▶ WHAT YOU SHOULD DO
Below are some entries. Work out how many of their lines hold the word "FieldSource", and write that number alone.

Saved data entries
▬▬▬
//! The reactive field store.
//!
//! Keeps one refcounted `FieldState` per distinct descriptor, multiplexes
//! any number of observers over it, and drives refresh either by a TTL
//! interval (pull mode) or a long-lived subscription (push mode). Observers
//! receive merged snapshots recomputed on every constituent change.
//!
//! All field-state mutation is funneled through a single registry mutex;
//! callbacks, subscriptions, and fetch futures run outside it. Work that
//! resumes after an await re-checks that its field state still exists, so
//! disposal is advisory cancellation for in-flight refreshes while interval
//! tasks and subscriptions are torn down eagerly.

use futures::future::BoxFuture;
use serde_json::Value;
use std::collections::{HashMap, HashSet};
use std::sync::atomic::{AtomicU64, Ordering};
use std::sync::{Arc, Mutex, MutexGuard, PoisonError};
use std::time::Duration;
use tracing::{debug, trace, warn};

use super::snapshot::{combine_errors, Snapshot};
use crate::cache::{OfflineStore, StorageMedium};
use crate::field::FieldDescriptor;

/// How a source delivers field values.
#[derive(Debug, Clone, Copy, PartialEq, Eq)]
pub enum AcquireMode {
  /// Periodic fetches driven by each field's TTL.
  Pull,
  /// A long-lived subscription pushing updates.
  Push,
}

/// Partial update delivered by a push subscription. Only the members that
/// are present are applied to the field state.
#[derive(Debug, Clone, Default)]
pub struct PushUpdate {
  pub data: Option<Value>,
  pub loading: Option<bool>,
  pub error: Option<String>,
}

/// Callback handed to `FieldSource::subscribe` for delivering push updates.
pub type PushFn = Arc<dyn Fn(PushUpdate) + Send + Sync>;

/// Teardown function returned by `FieldSource::subscribe`.
pub type Unsubscribe = Box<dyn FnOnce() + Send>;

/// Domain strategies: how to key, expire, and acquire each field.
///
/// A source is pull-only or push-only, declared by `mode`. Pull sources
/// implement `fetch`; push sources implement `subscribe`.
pub trait FieldSource: Send + Sync + 'static {
  /// Label under which the field's value appears in snapshots.
  fn field_key(&self, field: &FieldDescriptor) -> String {
    field.field_key().to_string()
  }

  /// How long a cached value stays fresh. None means it never goes stale
  /// and no refresh timer runs.
  fn ttl(&self, field: &FieldDescriptor) -> Option<Duration>;

  fn mode(&self) -> AcquireMode {
    AcquireMode::Pull
  }

  /// Pull acquisition: resolve the field's current value.
  fn fetch(&self, _field: &FieldDescriptor) -> Option<BoxFuture<'static, Result<Value, String>>> {
    None
  }

  /// Push acquisition: start a subscription delivering updates to `push`.
  fn subscribe(&self, _field: &FieldDescriptor, _push: PushFn) -> Option<Unsubscribe> {
    None
  }
}

type ObserveFn = Arc<dyn Fn(Snapshot) + Send + Sync>;
type ObserverId = u64;

/// What keeps a field's data flowing while it has observers.
enum RefreshDriver {
  /// TTL interval task (pull mode).
  Timer(tokio::task::JoinHandle<()>),
  /// Subscription teardown (push mode). Taken on dispose.
  Push(Option<Unsubscribe>),
}

/// In-memory record for one canonical descriptor.
struct FieldState {
  data: Option<Value>,
  loading: bool,
  error: Option<String>,
  observer_count: usize,
  driver: Option<RefreshDriver>,
  /// Monotonic refresh sequence; completions of superseded refreshes are
  /// discarded so an older fetch can never overwrite a newer value.
  refresh_seq: u64,
  /// True from push-mode seeding until the first push payload arrives.
  first_push_pending: bool,
}

impl FieldState {
  fn new() -> Self {
    Self {
      data: None,
      loading: false,
      error: None,
      observer_count: 0,
      driver: None,
      refresh_seq: 0,
      first_push_pending: false,
    }
  }
}

struct Observer {
  /// Descriptors with their precomputed cache hashes, in request order.
  fields: Vec<(String, FieldDescriptor)>,
  callback: ObserveFn,
}

#[derive(Default)]
struct Registry {
  fields: HashMap<String, FieldState>,
  observers: HashMap<ObserverId, Observer>,
  /// Reverse index: cache hash -> observers whose snapshot includes it.
  watchers: HashMap<String, HashSet<ObserverId>>,
}

struct Inner<M: StorageMedium> {
  source: Arc<dyn FieldSource>,
  offline: OfflineStore<M>,
  registry: Mutex<Registry>,
  next_observer: AtomicU64,
}

/// Reactive field store multiplexing observers over shared field states.
///
/// Requires a tokio runtime: `observe` spawns refresh tasks.
pub struct FieldStore<M: StorageMedium> {
  inner: Arc<Inner<M>>,
}

impl<M: StorageMedium> Clone for FieldStore<M> {
  fn clone(&self) -> Self {
    Self {
      inner: Arc::clone(&self.inner),
    }
  }
}

/// Handle returned by `observe`. Disposing it (explicitly or by drop)
/// releases every field registration it holds; disposing twice is a no-op.
pub struct WatchHandle {
  teardown: Mutex<Option<Box<dyn FnOnce() + Send>>>,
}

impl WatchHandle {
  fn new(teardown: impl FnOnce() + Send + 'static) -> Self {
    Self {
      teardown: Mutex::new(Some(Box::new(teardown))),
    }
  }

  /// Stop observing. Idempotent: the teardown runs at most once.
  pub fn dispose(&self) {
    let teardown = self
      .teardown
      .lock()
      .unwrap_or_else(PoisonError::into_inner)
      .take();
    if let Some(teardown) = teardown {
      teardown();
    }
  }
}

impl Drop for WatchHandle {
  fn drop(&mut self) {
    self.dispose();
  }
}

impl<M: StorageMedium> FieldStore<M> {
  pub fn new(source: impl FieldSource, offline: OfflineStore<M>) -> Self {
    Self {
      inner: Arc::new(Inner {
        source: Arc::new(source),
        offline,
        registry: Mutex::new(Registry::default()),
        next_observer: AtomicU64::new(0),
      }),
    }
  }

  /// Watch a set of fields. The callback receives the current best-known
  /// snapshot once during setup and again on every subsequent change to any
  /// constituent field. Duplicate watches of the same canonical descriptor
  /// share one backend fetch or subscription.
  pub fn observe(
    &self,
    fields: &[FieldDescriptor],
    callback: impl Fn(Snapshot) + Send + Sync + 'static,
  ) -> WatchHandle {
    let callback: ObserveFn = Arc::new(callback);
    let id = self.inner.next_observer.fetch_add(1, Ordering::Relaxed);
    let keyed: Vec<(String, FieldDescriptor)> = fields
      .iter()
      .map(|field| (field.cache_hash(), field.clone()))
      .collect();

    for (hash, field) in &keyed {
      self.register_field_watch(hash, field);
    }

    {
      let mut registry = self.registry();
      for (hash, _) in &keyed {
        registry.watchers.entry(hash.clone()).or_default().insert(id);
      }
      registry.observers.insert(
        id,
        Observer {
          fields: keyed.clone(),
          callback: callback.clone(),
        },
      );
    }
    debug!(observer = id, fields = keyed.len(), "observer registered");

    // Current best-known state; first render need not wait for the network.
    let initial = {
      let registry = self.registry();
      self.snapshot_locked(&registry, &keyed)
    };
    callback(initial);

    let store = self.clone();
    WatchHandle::new(move || store.dispose_observer(id))
  }

  fn registry(&self) -> MutexGuard<'_, Registry> {
    self
      .inner
      .registry
      .lock()
      .unwrap_or_else(PoisonError::into_inner)
  }

  fn register_field_watch(&self, hash: &str, field: &FieldDescriptor) {
    let became_first = {
      let mut registry = self.registry();
      let state = registry
        .fields
        .entry(hash.to_string())
        .or_insert_with(FieldState::new);
      state.observer_count += 1;
      state.observer_count == 1
    };

    match self.inner.source.mode() {
      AcquireMode::Push => {
        if became_first {
          self.start_subscription(hash, field);
        }
      }
      AcquireMode::Pull => {
        if became_first {
          if let Some(ttl) = self.inner.source.ttl(field) {
            self.start_interval(hash, field, ttl);
          }
        }
        // Every registration triggers an immediate refresh.
        let store = self.clone();
        let hash = hash.to_string();
        let field = field.clone();
        tokio::spawn(async move {
          store.update_field(&hash, &field).await;
        });
      }
    }
  }

  fn start_interval(&self, hash: &str, field: &FieldDescriptor, ttl: Duration) {
    let store = self.clone();
    let task_hash = hash.to_string();
    let task_field = field.clone();
    let handle = tokio::spawn(async move {
      let mut interval = tokio::time::interval(ttl);
      // The first tick completes immediately; registration already fetched.
      interval.tick().await;
      loop {
        interval.tick().await;
        store.update_field(&task_hash, &task_field).await;
      }
    });

    let mut registry = self.registry();
    match registry.fields.get_mut(hash) {
      Some(state) => state.driver = Some(RefreshDriver::Timer(handle)),
      // Disposed before we got here; stop the timer again.
      None => handle.abort(),
    }
  }

  fn start_subscription(&self, hash: &str, field: &FieldDescriptor) {
    // Seed from the durable cache; loading until the first push arrives.
    let seed = self.inner.offline.get(hash);
    {
      let mut registry = self.registry();
      let Some(state) = registry.fields.get_mut(hash) else {
        return;
      };
      if state.data.is_none() {
        state.data = seed.map(|entry| entry.data);
      }
      state.loading = true;
      state.first_push_pending = true;
    }
    self.notify(hash);

    let push: PushFn = {
      let store = self.clone();
      let hash = hash.to_string();
      Arc::new(move |update| store.apply_push(&hash, update))
    };

    match self.inner.source.subscribe(field, push) {
      Some(unsubscribe) => {
        let mut registry = self.registry();
        match registry.fields.get_mut(hash) {
          Some(state) => state.driver = Some(RefreshDriver::Push(Some(unsubscribe))),
          // Disposed while the subscription was starting.
          None => {
            drop(registry);
            unsubscribe();
          }
        }
      }
      None => warn!(hash, "push source returned no subscription"),
    }
  }

  /// Apply a push payload. Only defined members overwrite state; the first
  /// payload clears the seeded loading flag; data is persisted so the next
  /// cold start has a recent value.
  fn apply_push(&self, hash: &str, update: PushUpdate) {
    trace!(hash, "push payload");
    {
      let mut registry = self.registry();
      let Some(state) = registry.fields.get_mut(hash) else {
        return;
      };

      if state.first_push_pending {
        state.first_push_pending = false;
        state.loading = false;
      }

      if let Some(data) = update.data {
        self.inner.offline.update(hash, &data);
        state.data = Some(data);
      }
      if let Some(loading) = update.loading {
        state.loading = loading;
      }
      if let Some(error) = update.error {
        state.error = Some(error);
      }
    }
    self.notify(hash);
  }

  /// Pull-mode refresh: serve the cached value immediately, then apply the
  /// refetched value unless the field was disposed or a newer refresh has
  /// superseded this one in the meantime.
  async fn update_field(&self, hash: &str, field: &FieldDescriptor) {
    let Some(fetch) = self.inner.source.fetch(field) else {
      return;
    };
    let ttl = self.inner.source.ttl(field);

    let seq = {
      let mut registry = self.registry();
      let Some(state) = registry.fields.get_mut(hash) else {
        return;
      };
      state.refresh_seq += 1;
      state.refresh_seq
    };

    let (cached, refresh) = self.inner.offline.fetch(hash, ttl, move || fetch);

    {
      let mut registry = self.registry();
      let Some(state) = registry.fields.get_mut(hash) else {
        return;
      };
      state.loading = true;
      if cached.is_some() {
        state.data = cached;
      }
    }
    self.notify(hash);

    let result = match refresh {
      Some(refresh) => Some(refresh.await),
      None => None,
    };

    {
      let mut registry = self.registry();
      let Some(state) = registry.fields.get_mut(hash) else {
        return;
      };
      if state.refresh_seq != seq {
        debug!(hash, seq, "discarding superseded refresh");
        return;
      }
      match result {
        Some(Ok(value)) => {
          state.data = Some(value);
          state.error = None;
        }
        Some(Err(message)) => {
          debug!(hash, %message, "field refresh failed");
          state.error = Some(message);
        }
        // Cache was fresh; nothing to apply.
        None => {}
      }
      state.loading = false;
    }
    self.notify(hash);
  }

  /// Recompute and deliver snapshots for every observer watching `hash`.
  /// Callbacks run outside the registry lock.
  fn notify(&self, hash: &str) {
    let deliveries: Vec<(ObserveFn, Snapshot)> = {
      let registry = self.registry();
      let Some(ids) = registry.watchers.get(hash) else {
        return;
      };
      ids
        .iter()
        .filter_map(|id| registry.observers.get(id))
        .map(|observer| {
          (
            observer.callback.clone(),
            self.snapshot_locked(&registry, &observer.fields),
          )
        })
        .collect()
    };

    for (callback, snapshot) in deliveries {
      callback(snapshot);
    }
  }

  fn snapshot_locked(&self, registry: &Registry, fields: &[(String, FieldDescriptor)]) -> Snapshot {
    let mut snapshot = Snapshot::default();
    let mut errors = Vec::new();

    for (hash, field) in fields {
      let Some(state) = registry.fields.get(hash) else {
        continue;
      };
      if let Some(data) = &state.data {
        snapshot
          .data
          .insert(self.inner.source.field_key(field), data.clone());
      }
      if state.loading {
        snapshot.loading = true;
      }
      if let Some(error) = &state.error {
        errors.push(error.clone());
      }
    }

    snapshot.error = combine_errors(&errors);
    snapshot
  }

  fn dispose_observer(&self, id: ObserverId) {
    let observer = {
      let mut registry = self.registry();
      let Some(observer) = registry.observers.remove(&id) else {
        return;
      };
      for (hash, _) in &observer.fields {
        if let Some(ids) = registry.watchers.get_mut(hash) {
          ids.remove(&id);
          if ids.is_empty() {
            registry.watchers.remove(hash);
          }
        }
      }
      observer
    };

    for (hash, _) in &observer.fields {
      self.release_field(hash);
    }
    debug!(observer = id, "observer disposed");
  }

  fn release_field(&self, hash: &str) {
    let driver = {
      let mut registry = self.registry();
      let Some(state) = registry.fields.get_mut(hash) else {
        return;
      };
      state.observer_count = state.observer_count.saturating_sub(1);
      if state.observer_count > 0 {
        return;
      }
      // Last observer gone: the in-memory state is deleted entirely. The
      // durable entry stays so it can seed the next session.
      registry.fields.remove(hash).and_then(|state| state.driver)
    };

    match driver {
      Some(RefreshDriver::Timer(handle)) => handle.abort(),
      Some(RefreshDriver::Push(unsubscribe)) => {
        if let Some(unsubscribe) = unsubscribe {
          unsubscribe();
        }
      }
      None => {}
    }
  }
}
#[cfg(test)]
mod tests {
  use super::*;
  use crate::cache::{ManualClock, MemoryMedium};
  use serde_json::json;
  use std::collections::BTreeMap;
  use std::sync::atomic::{AtomicUsize, Ordering};
  use std::sync::Mutex;
  use tokio::sync::mpsc;
  use tokio::time::timeout;

  struct MockAccount {
    user_result: Mutex<Result<Value, String>>,
    user_calls: AtomicUsize,
    user_data_result: Mutex<Result<Value, String>>,
    user_data_calls: Mutex<Vec<(String, Vec<FieldDescriptor>)>>,
    write_result: Mutex<Result<Value, String>>,
    write_calls: Mutex<Vec<(&'static str, Value)>>,
  }

  impl MockAccount {
    fn new() -> Arc<Self> {
      Arc::new(Self {
        user_result: Mutex::new(Ok(Value::Null)),
        user_calls: AtomicUsize::new(0),
        user_data_result: Mutex::new(Ok(Value::Null)),
        user_data_calls: Mutex::new(Vec::new()),
        write_result: Mutex::new(Ok(Value::Null)),
        write_calls: Mutex::new(Vec::new()),
      })
    }

    fn set_user_data(&self, rsp: Value) {
      *self.user_data_result.lock().unwrap() = Ok(rsp);
    }
  }

  impl AccountService for MockAccount {
    fn get_user(&self, _id: &str) -> ServiceResult {
      self.user_calls.fetch_add(1, Ordering::SeqCst);
      let result = self.user_result.lock().unwrap().clone();
      Box::pin(futures::future::ready(result))
    }

    fn get_user_data(&self, id: &str, fields: &[FieldDescriptor]) -> ServiceResult {
      self
        .user_data_calls
        .lock()
        .unwrap()
        .push((id.to_string(), fields.to_vec()));
      let result = self.user_data_result.lock().unwrap().clone();
      Box::pin(futures::future::ready(result))
    }

    fn update_user(&self, data: Value) -> ServiceResult {
      self.write_calls.lock().unwrap().push(("update_user", data));
      let result = self.write_result.lock().unwrap().clone();
      Box::pin(futures::future::ready(result))
    }

    fn add_exchange_key(&self, data: Value) -> ServiceResult {
      self
        .write_calls
        .lock()
        .unwrap()
        .push(("add_exchange_key", data));
      let result = self.write_result.lock().unwrap().clone();
      Box::pin(futures::future::ready(result))
    }

    fn delete_exchange_key(&self, data: Value) -> ServiceResult {
      self
        .write_calls
        .lock()
        .unwrap()
        .push(("delete_exchange_key", data));
      let result = self.write_result.lock().unwrap().clone();
      Box::pin(futures::future::ready(result))
    }
  }

  struct MockScores {
    result: Mutex<Result<Value, String>>,
    calls: Mutex<Vec<(String, Vec<FieldDescriptor>)>>,
  }

  impl MockScores {
    fn new() -> Arc<Self> {
      Arc::new(Self {
        result: Mutex::new(Ok(Value::Null)),
        calls: Mutex::new(Vec::new()),
      })
    }
  }

  impl ScoreService for MockScores {
    fn get_trader_data(&self, id: &str, fields: &[FieldDescriptor]) -> ServiceResult {
      self
        .calls
        .lock()
        .unwrap()
        .push((id.to_string(), fields.to_vec()));
      let result = self.result.lock().unwrap().clone();
      Box::pin(futures::future::ready(result))
    }
  }

  fn source(account: &Arc<MockAccount>, scores: &Arc<MockScores>) -> TraderSource {
    TraderSource {
      id: "test123".to_string(),
      account: account.clone(),
      scores: scores.clone(),
    }
  }

  fn trader(account: &Arc<MockAccount>, scores: &Arc<MockScores>) -> Trader<MemoryMedium> {
    Trader::new(
      "test123",
      vec!["test1".to_string(), "test2".to_string()],
      account.clone(),
      scores.clone(),
      OfflineStore::new(MemoryMedium::new()),
    )
  }

  // ==========================================================================
  // TTL table
  // ==========================================================================

  #[test]
  fn ttl_table() {
    let two_hours = Some(Duration::from_secs(2 * 60 * 60));
    assert_eq!(field_ttl("bio"), two_hours);
    assert_eq!(field_ttl("website"), two_hours);
    assert_eq!(field_ttl("exchange_keys"), Some(Duration::from_secs(30)));
    assert_eq!(field_ttl("score"), Some(Duration::from_secs(60)));
    assert_eq!(field_ttl("rank"), Some(Duration::from_secs(60)));
    assert_eq!(field_ttl("scores"), Some(Duration::from_secs(60)));
    assert_eq!(field_ttl("unknown"), None);
  }

  // ==========================================================================
  // Fetch dispatch
  // ==========================================================================

  #[tokio::test]
  async fn fetches_bio_from_account_service() {
    let account = MockAccount::new();
    let scores = MockScores::new();
    account.set_user_data(json!({ "bio": "this is my bio" }));

    let field = FieldDescriptor::from("bio");
    let value = source(&account, &scores).fetch(&field).unwrap().await.unwrap();

    assert_eq!(value, json!("this is my bio"));
    let calls = account.user_data_calls.lock().unwrap();
    assert_eq!(calls.as_slice(), &[("test123".to_string(), vec![field])]);
    assert!(scores.calls.lock().unwrap().is_empty());
  }

  #[tokio::test]
  async fn fetches_exchange_keys_from_account_service() {
    let account = MockAccount::new();
    let scores = MockScores::new();
    account.set_user_data(json!({ "exchange_keys": [{ "test": 1 }, { "test": 2 }] }));

    let field = FieldDescriptor::from("exchange_keys");
    let value = source(&account, &scores).fetch(&field).unwrap().await.unwrap();

    assert_eq!(value, json!([{ "test": 1 }, { "test": 2 }]));
  }

  #[tokio::test]
  async fn fetches_score_from_score_service() {
    let account = MockAccount::new();
    let scores = MockScores::new();
    *scores.result.lock().unwrap() = Ok(json!({ "score": 123 }));

    let field = FieldDescriptor::from("score");
    let value = source(&account, &scores).fetch(&field).unwrap().await.unwrap();

    assert_eq!(value, json!(123));
    let calls = scores.calls.lock().unwrap();
    assert_eq!(calls.as_slice(), &[("test123".to_string(), vec![field])]);
    assert!(account.user_data_calls.lock().unwrap().is_empty());
  }

  #[tokio::test]
  async fn fetches_parameterized_scores_from_score_service() {
    let account = MockAccount::new();
    let scores = MockScores::new();
    *scores.result.lock().unwrap() = Ok(json!({ "scores": [123] }));

    let mut params = BTreeMap::new();
    params.insert("period".to_string(), json!("day"));
    params.insert("duration".to_string(), json!(86_400_000));
    let field = FieldDescriptor::keyed("scores", params);

    let value = source(&account, &scores).fetch(&field).unwrap().await.unwrap();
    assert_eq!(value, json!([123]));

    let calls = scores.calls.lock().unwrap();
    assert_eq!(calls[0].1, vec![field]);
  }

  #[tokio::test]
  async fn unknown_field_resolves_null_without_backend_calls() {
    let account = MockAccount::new();
    let scores = MockScores::new();

    let field = FieldDescriptor::from("nonsense");
    let value = source(&account, &scores).fetch(&field).unwrap().await.unwrap();

    assert_eq!(value, Value::Null);
    assert!(account.user_data_calls.lock().unwrap().is_empty());
    assert!(scores.calls.lock().unwrap().is_empty());
  }

  // ==========================================================================
  // Pass-through writes
  // ==========================================================================

  #[tokio::test]
  async fn update_forwards_to_account_service() {
    let account = MockAccount::new();
    let scores = MockScores::new();
    *account.write_result.lock().unwrap() = Ok(json!({ "ok": true }));

    let rsp = trader(&account, &scores)
      .update(json!({ "bio": "test" }))
      .await
      .unwrap();

    assert_eq!(rsp, json!({ "ok": true }));
    let calls = account.write_calls.lock().unwrap();
    assert_eq!(
      calls.as_slice(),
      &[("update_user", json!({ "bio": "test" }))]
    );
  }

  #[tokio::test]
  async fn write_errors_propagate() {
    let account = MockAccount::new();
    let scores = MockScores::new();
    *account.write_result.lock().unwrap() = Err("test".to_string());

    let trader = trader(&account, &scores);
    assert_eq!(trader.update(json!({})).await.unwrap_err(), "test");
    assert_eq!(trader.add_exchange_key(json!({})).await.unwrap_err(), "test");
    assert_eq!(
      trader.delete_exchange_key(json!({})).await.unwrap_err(),
      "test"
    );
  }

  #[tokio::test]
  async fn exchange_key_writes_forward() {
    let account = MockAccount::new();
    let scores = MockScores::new();

    let trader = trader(&account, &scores);
    trader.add_exchange_key(json!({ "k": 1 })).await.unwrap();
    trader.delete_exchange_key(json!({ "k": 1 })).await.unwrap();

    let calls = account.write_calls.lock().unwrap();
    assert_eq!(calls[0].0, "add_exchange_key");
    assert_eq!(calls[1].0, "delete_exchange_key");
  }

  // ==========================================================================
  // Observation through the field store
  // ==========================================================================

  #[tokio::test]
  async fn observe_delivers_fetched_bio() {
    let account = MockAccount::new();
    let scores = MockScores::new();
    account.set_user_data(json!({ "bio": "this is my bio" }));

    let trader = trader(&account, &scores);
    let (tx, mut rx) = mpsc::unbounded_channel();
    let _handle = trader.observe(&[FieldDescriptor::from("bio")], move |snapshot| {
      let _ = tx.send(snapshot);
    });

    let snapshot = timeout(Duration::from_secs(5), async {
      loop {
        let snapshot = rx.recv().await.expect("channel closed");
        if snapshot.data.get("bio") == Some(&json!("this is my bio")) && !snapshot.loading {
          return snapshot;
        }
      }
    })
    .await
    .expect("snapshot never arrived");

    assert!(snapshot.error.is_none());
  }

  #[tokio::test]
  async fn second_trader_over_same_medium_serves_cached_bio() {
    let account = MockAccount::new();
    let scores = MockScores::new();
    account.set_user_data(json!({ "bio": "cached bio" }));

    let offline = OfflineStore::new(MemoryMedium::new());
    let first = Trader::new(
      "test123",
      vec![],
      account.clone(),
      scores.clone(),
      offline.clone(),
    );

    let (tx, mut rx) = mpsc::unbounded_channel();
    let _h1 = first.observe(&[FieldDescriptor::from("bio")], move |snapshot| {
      let _ = tx.send(snapshot);
    });
    timeout(Duration::from_secs(5), async {
      loop {
        let snapshot = rx.recv().await.expect("channel closed");
        if snapshot.data.get("bio") == Some(&json!("cached bio")) && !snapshot.loading {
          return;
        }
      }
    })
    .await
    .unwrap();

    let before = account.user_data_calls.lock().unwrap().len();

    // Same medium, fresh entry: the second session renders offline.
    let second = Trader::new("test123", vec![], account.clone(), scores.clone(), offline);
    let (tx2, mut rx2) = mpsc::unbounded_channel();
    let _h2 = second.observe(&[FieldDescriptor::from("bio")], move |snapshot| {
      let _ = tx2.send(snapshot);
    });
    timeout(Duration::from_secs(5), async {
      loop {
        let snapshot = rx2.recv().await.expect("channel closed");
        if snapshot.data.get("bio") == Some(&json!("cached bio")) && !snapshot.loading {
          return;
        }
      }
    })
    .await
    .unwrap();

    assert_eq!(account.user_data_calls.lock().unwrap().len(), before);
  }

  // ==========================================================================
  // TraderDirectory
  // ==========================================================================

  #[tokio::test]
  async fn directory_fetches_and_persists_profiles() {
    let account = MockAccount::new();
    *account.user_result.lock().unwrap() = Ok(json!({ "id": "test123", "bio": "hi" }));

    let directory = TraderDirectory::new(
      account.clone() as Arc<dyn AccountService>,
      OfflineStore::new(MemoryMedium::new()),
    );

    let profile = directory.get_trader("test123").await.unwrap();
    assert_eq!(profile, json!({ "id": "test123", "bio": "hi" }));
    assert_eq!(account.user_calls.load(Ordering::SeqCst), 1);

    // Fresh cache: no second backend call.
    let profile = directory.get_trader("test123").await.unwrap();
    assert_eq!(profile, json!({ "id": "test123", "bio": "hi" }));
    assert_eq!(account.user_calls.load(Ordering::SeqCst), 1);
  }

  #[tokio::test]
  async fn directory_serves_stale_profile_when_refresh_fails() {
    let clock = Arc::new(ManualClock::new(1_000_000));
    let account = MockAccount::new();
    *account.user_result.lock().unwrap() = Ok(json!({ "bio": "old" }));

    let directory = TraderDirectory::new(
      account.clone() as Arc<dyn AccountService>,
      OfflineStore::with_clock(MemoryMedium::new(), clock.clone()),
    );

    directory.get_trader("test123").await.unwrap();

    clock.advance(Duration::from_secs(25 * 60 * 60));
    *account.user_result.lock().unwrap() = Err("offline".to_string());

    let profile = directory.get_trader("test123").await;
    assert_eq!(profile, Some(json!({ "bio": "old" })));
  }

  #[tokio::test]
  async fn directory_returns_none_when_nothing_cached_and_backend_fails() {
    let account = MockAccount::new();
    *account.user_result.lock().unwrap() = Err("offline".to_string());

    let directory = TraderDirectory::new(
      account.clone() as Arc<dyn AccountService>,
      OfflineStore::new(MemoryMedium::new()),
    );

    assert_eq!(directory.get_trader("test123").await, None);
  }
}
//! Durable stale-while-revalidate cache over a synchronous key-value medium.
//!
//! This module provides the offline half of the crate:
//! - a `StorageMedium` trait with sqlite and in-memory implementations
//! - an `OfflineStore` that returns the last persisted value immediately and
//!   refreshes it in the background once past its TTL
//! - a `Clock` trait so staleness is testable against simulated time

mod clock;
mod medium;
mod store;

pub use clock::{Clock, ManualClock, SystemClock};
pub use medium::{MemoryMedium, SqliteMedium, StorageMedium};
pub use store::{CacheEntry, OfflineStore, Refresh};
▬▬▬
▶ ANSWER BOX
5